Kurtuluş bundan sonraki süreçte etkinliklerin devam edeceğinin de altını çizerek, “Almanya Leipzig’de 7 Eylül’de sergi gerçekleştiriyoruz. Projenin şimdiye kadarki çıktıklarından oluşacak bu sergi. Projenin misafir sanatçılarından birisi olan Murat Germen de bu sergide bizlere eşlik edecek” dedi. Kurtuluş, sergiyle ilgili şunları söyledi:
“Murat Germen’in mimar kökenli olması sebebiyle sadece sanat açısından değil de bu sayede Antakya’da olup bitenin, yıkımın şiddetini ve derecesini doğru yansıtabilmeyi de amaçlıyoruz. 7 Eylül’de başlayıp 1 ay boyunca Leipzig’de sergimiz devam edecek. Serginin içinde proje üyelerimiz tarafından performans sanatı da yapılacak. Böylelikle sergiye gelen misafirlerimize sanat içinde farklı bir sanat izleme olanağı sunacağız. Almanya dönüşünde yeniden Antakya’da sergimiz olacak. Antakya’dan sonra ise İstanbul’da etkinlikler düzenlemeyi planlıyoruz”
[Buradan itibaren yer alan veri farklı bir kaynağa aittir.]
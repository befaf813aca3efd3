//! 批量账号处理器 - 编排层
//!
//! ## 职责
//!
//! 本模块是整个应用的入口，负责批量账号的调度和资源管理。
//!
//! ## 核心功能
//!
//! 1. **应用初始化**：加载代理池、创建求解器和账号台账
//! 2. **批量加载**：读取账号表格（`Vec<Account>`）
//! 3. **并发控制**：使用 Semaphore 限制同时处理的账号数
//! 4. **结果落盘**：独立写入任务消费结果通道，串行写两个结果文件
//! 5. **对账收尾**：全部完成后运行台账一致性检查并输出统计
//!
//! ## 设计特点
//!
//! - **顶层编排**：不处理单个账号的细节
//! - **资源所有者**：唯一构造代理池、求解器和台账的模块，向下只传 Arc
//! - **向下委托**：委托 account_processor 包装单个账号任务

use std::path::{Path, PathBuf};
use std::sync::Arc;

use anyhow::{Context, Result};
use tokio::sync::{mpsc, Semaphore};
use tracing::{error, info, warn};

use crate::clients::SiteClient;
use crate::config::Config;
use crate::infrastructure::{CaptchaSolver, ProxyPool};
use crate::models::{load_account_sheet, Account, AccountResult};
use crate::orchestrator::account_processor;
use crate::services::{AccountLedger, ResultWriter};
use crate::utils::logging;
use crate::workflow::{AccountCtx, LoginFlow};

/// 交互单账号模式的验证码尝试轮数上限
const INTERACTIVE_CAPTCHA_ATTEMPTS: usize = 5;

/// 一次批量运行的汇总
#[derive(Debug)]
pub struct BatchSummary {
    pub total: usize,
    pub succeeded: usize,
    pub failed: usize,
    pub reconcile_ok: bool,
    pub issues: Vec<String>,
    pub success_file: PathBuf,
    pub fail_file: PathBuf,
}

/// 应用主结构
pub struct App {
    config: Config,
    ledger: Arc<AccountLedger>,
    proxy_pool: Arc<ProxyPool>,
    solver: Arc<CaptchaSolver>,
}

impl App {
    /// 初始化批量模式的应用实例
    ///
    /// 代理文件读不到只降级为不使用代理，不算初始化失败
    pub async fn initialize(config: Config) -> Self {
        logging::log_startup(config.max_workers);

        let proxy_pool = match ProxyPool::load(&config.proxy_file).await {
            Ok(pool) => {
                info!("✓ 已加载 {} 个代理", pool.len());
                pool
            }
            Err(err) => {
                warn!("⚠️ 无法加载代理文件，不使用代理运行: {:#}", err);
                ProxyPool::empty()
            }
        };

        let solver = CaptchaSolver::new(&config);

        Self {
            ledger: Arc::new(AccountLedger::new()),
            proxy_pool: Arc::new(proxy_pool),
            solver: Arc::new(solver),
            config,
        }
    }

    /// 交互单账号模式的应用实例
    ///
    /// 不加载代理，求解器固定走 pipe 模式，验证码最多尝试 5 轮
    pub fn interactive(config: Config) -> Self {
        let config = Config {
            max_captcha_attempts: INTERACTIVE_CAPTCHA_ATTEMPTS,
            ..config
        };
        let solver = Arc::new(CaptchaSolver::pipe_only(&config));

        Self {
            ledger: Arc::new(AccountLedger::new()),
            proxy_pool: Arc::new(ProxyPool::empty()),
            solver,
            config,
        }
    }

    /// 运行批量登录流水线
    ///
    /// 表格打不开是致命错误；单个账号的失败只计入统计
    pub async fn run_batch(&self, sheet_path: &Path) -> Result<BatchSummary> {
        info!("📂 读取账号表格: {}", sheet_path.display());
        let accounts = load_account_sheet(sheet_path).await?;
        if accounts.is_empty() {
            warn!("⚠️ 表格中没有有效账号");
        }

        for account in &accounts {
            self.ledger.register(&account.username);
        }
        logging::log_accounts_loaded(accounts.len(), self.config.max_workers);
        self.ledger.log_statistics();

        // 批量模式先拉起常驻求解服务，失败降级为 pipe 模式
        if let Err(err) = self.solver.start_service().await {
            warn!("⚠️ 启动验证码服务失败: {}", err);
            info!("继续以 pipe 模式处理...");
        }

        // 结果文件的透传列数跟第一个有效账号走
        let extra_count = accounts
            .first()
            .map(|account| account.extra.len())
            .unwrap_or(0);
        let writer = Arc::new(ResultWriter::create(
            Path::new(&self.config.results_dir),
            extra_count,
        )?);

        let (tx, mut rx) = mpsc::unbounded_channel::<AccountResult>();

        // 写入任务：串行落盘，每写一条报一次进度
        let writer_task = {
            let writer = Arc::clone(&writer);
            let ledger = Arc::clone(&self.ledger);
            tokio::spawn(async move {
                while let Some(result) = rx.recv().await {
                    if let Err(err) = writer.append(&result) {
                        error!("[账号 {}] 写入结果失败: {:#}", result.username, err);
                    }
                    let snap = ledger.snapshot();
                    logging::log_progress(snap.total, snap.succeeded, snap.failed, snap.in_progress);
                }
            })
        };

        // 按信号量限流派发账号任务
        let semaphore = Arc::new(Semaphore::new(self.config.max_workers));
        let flow = Arc::new(LoginFlow::new(
            &self.config,
            Arc::clone(&self.proxy_pool),
            Arc::clone(&self.solver),
        ));

        let mut handles = Vec::new();
        for (index, account) in accounts.into_iter().enumerate() {
            let permit = semaphore.clone().acquire_owned().await?;
            let flow = Arc::clone(&flow);
            let ledger = Arc::clone(&self.ledger);
            let tx = tx.clone();

            let handle = tokio::spawn(async move {
                let _permit = permit;
                let ctx = AccountCtx::new(account.clone(), index + 1);
                account_processor::run_guarded(flow.run(&ctx), &account, &ledger, &tx).await;
            });
            handles.push(handle);
        }

        for handle in handles {
            if let Err(err) = handle.await {
                error!("账号任务执行失败: {}", err);
            }
        }

        // 关闭通道，等写入任务清空剩余结果
        drop(tx);
        if let Err(err) = writer_task.await {
            error!("结果写入任务异常退出: {}", err);
        }
        writer.flush()?;

        self.solver.stop_service().await;

        // 对账收尾
        let (reconcile_ok, issues) = self.ledger.reconcile();
        if !reconcile_ok {
            warn!("⚠️ 发现账号计数问题:");
            for issue in &issues {
                warn!("- {}", issue);
            }
        }
        self.ledger.log_statistics();

        let snap = self.ledger.snapshot();
        logging::print_final_stats(
            snap.succeeded,
            snap.failed,
            snap.total,
            &writer.success_path().display().to_string(),
            &writer.fail_path().display().to_string(),
        );

        Ok(BatchSummary {
            total: snap.total,
            succeeded: snap.succeeded,
            failed: snap.failed,
            reconcile_ok,
            issues,
            success_file: writer.success_path().to_path_buf(),
            fail_file: writer.fail_path().to_path_buf(),
        })
    }

    /// 交互式处理单个账号，返回是否登录成功
    pub async fn login_single(&self, username: &str, password: &str) -> bool {
        let account = Account::new(username, password, Vec::new());
        let flow = LoginFlow::new(
            &self.config,
            Arc::clone(&self.proxy_pool),
            Arc::clone(&self.solver),
        );
        let ctx = AccountCtx::new(account, 1);
        let result = flow.run(&ctx).await;

        info!("{}", "=".repeat(60));
        if result.success {
            info!("✅ 登录成功: {}", result.username);
            info!("💰 余额: {:.2}", result.balance);
            if result.deposit_time.is_empty() {
                info!("未找到充值记录");
            } else {
                info!(
                    "💵 最近充值: {:.2} 于 {} [{}]",
                    result.last_deposit, result.deposit_time, result.deposit_tx_code
                );
            }
        } else {
            error!("❌ 登录失败: {}", result.username);
        }
        info!("{}", "=".repeat(60));

        result.success
    }

    /// 匿名抓取落地页并输出会话信息，用于手工核对请求头
    pub async fn inspect(config: &Config) -> Result<()> {
        info!("=== 匿名抓取落地页 ===");
        let mut client = SiteClient::new(config, "", "", None)?;
        client
            .fetch_initial_data()
            .await
            .context("获取初始数据失败")?;

        info!("User-Agent: {}", client.user_agent());
        info!("防伪 token: {}", logging::truncate_secret(client.token()));
        info!(
            "会话 Cookie: {}",
            logging::truncate_secret(client.session_cookie())
        );
        info!(
            "完整 Cookie: {}",
            logging::truncate_secret(client.cookie_header())
        );
        info!("指纹: {}", client.finger_idx());
        if !client.idy_key().is_empty() {
            info!("IdyKey: {}", logging::truncate_secret(client.idy_key()));
        }

        info!("=== 验证码接口探测 ===");
        match client.get_slider_captcha().await {
            Ok(body) => info!("✓ 已取到验证码数据 ({} 字节)", body.len()),
            Err(err) => error!("验证码接口探测失败: {}", err),
        }

        info!("=== CURL 头信息 ===");
        info!("-H 'user-agent: {}'", client.user_agent());
        info!(
            "-H 'requestverificationtoken: {}'",
            logging::truncate_secret(client.token())
        );
        info!("-b '{}'", logging::truncate_secret(client.cookie_header()));

        Ok(())
    }
}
Projenin en önemli özelliklerinden birisi de gerçekleştirilen atölyelerin, sergilerin, performans sanatlarının kamusal alanlarda yani halk ile iç içe olunabilecek mekanlarda yapılması. Bu durum ile ilgili Kurtuluş, “Öncelikle köyleri dolaşarak başladık. Direkt olarak vatandaşlarımızla etkileşim içinde olmak istedik. Sonrasında merkeze geçmeye başladık. Belirli bir merkezimiz olmadı. Bazen mahallenin birinde bazen ise bir parktaydık. Özellikle Atatürk Parkı’nda çok fazla çalışmamız oldu. Halk neredeyse biz orada olmaya çalıştık” dedi.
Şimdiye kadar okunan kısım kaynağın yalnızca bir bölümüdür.